6 Considerações finais

Esta breve consideração acerca do projeto de atualização gráfica da Piraquê

sublinha que ações dessa natureza não são necessariamente simples. Há que se dar

atenção a uma série de dados antes da tomada de decisão pela alteração e à

especificidades que variam caso a caso. Conforme já ressaltado, no mercado de

embalagens esse procedimento tem sido muito comum e o período de tempo

requerido até as novas modificações vem se reduzindo. Ainda assim, mesmo no atual

mundo globalizado, caracterizado por mudanças rápidas e constantes, quanto mais

tempo for possível manter um produto no mercado sem a necessidade de uma

alteração gráfica de sua embalagem, melhor, já que isso representa uma economia

considerável de custos. Existe obviamente a necessidade de monitorar-se

constantemente o seu potencial competitivo procurando-se avaliar em que medida o

aspecto gráfico tem contribuído para o desempenho verificado.
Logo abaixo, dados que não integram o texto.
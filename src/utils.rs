// src/utils.rs
use anyhow::Result;
use unicode_normalization::char::is_combining_mark;
use unicode_normalization::UnicodeNormalization;

/// Strip accents and keep `[A-Za-z0-9_]`, turning whitespace into underscores.
pub fn sanitize_filename(input: &str) -> String {
    let ascii: String = input
        .trim()
        .nfd()
        .filter(|c| !is_combining_mark(*c))
        .collect();

    let mut out = String::with_capacity(ascii.len());
    for c in ascii.chars() {
        if c.is_ascii_alphanumeric() {
            out.push(c);
        } else if (c.is_whitespace() || c == '_' || c == '-') && !out.ends_with('_') {
            out.push('_');
        }
    }
    out.trim_matches('_').to_string()
}

/// `<Name>_CV_<year>.pdf`, or `cv.pdf` when the name has nothing usable.
pub fn pdf_filename(name: &str, year: i32) -> String {
    let base = sanitize_filename(name);
    if base.is_empty() {
        "cv.pdf".to_string()
    } else {
        format!("{}_CV_{}.pdf", base, year)
    }
}

/// Get file extension in lowercase
pub fn get_file_extension(filename: &str) -> Option<String> {
    std::path::Path::new(filename)
        .extension()
        .and_then(|ext| ext.to_str())
        .map(|ext| ext.to_lowercase())
}

/// Validate file extension against allowed types
pub fn validate_file_extension(filename: &str, allowed: &[&str]) -> Result<()> {
    let ext = get_file_extension(filename)
        .ok_or_else(|| anyhow::anyhow!("File has no extension: {}", filename))?;

    if !allowed.contains(&ext.as_str()) {
        anyhow::bail!(
            "Unsupported file extension: {}. Allowed: {:?}",
            ext,
            allowed
        );
    }

    Ok(())
}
Projetos de redesenho como o da Piraquê têm, no entanto, uma dimensão

especial, já que a identidade visual em questão foi desenvolvida por uma das maiores

representantes da arte brasileira. Apenas essa ocorrência já oferecia à corporação

uma alternativa projetual: a de utilizar-se essa realidade como princípio norteador para

a inteira linha de embalagens, agregando conceitos de tradição, qualidade e

brasilidade.

As reações do público ao projeto de reformulação evidenciam os debates e

reflexões que podem gerar. Estes quando bem encaminhados podem contribuir muito

para o aumento da produção de conhecimento no campo da metodologia projetual

aplicada ao design gráfico.

Convém ressaltar que este estudo possui um caráter exploratório, uma vez que

não foram consultados outros profissionais na análise das embalagens, entretanto

espera-se que possa contribuir para o esclarecimento das questões levantadas e

servir como base para considerações mais aprofundadas sobre o tema.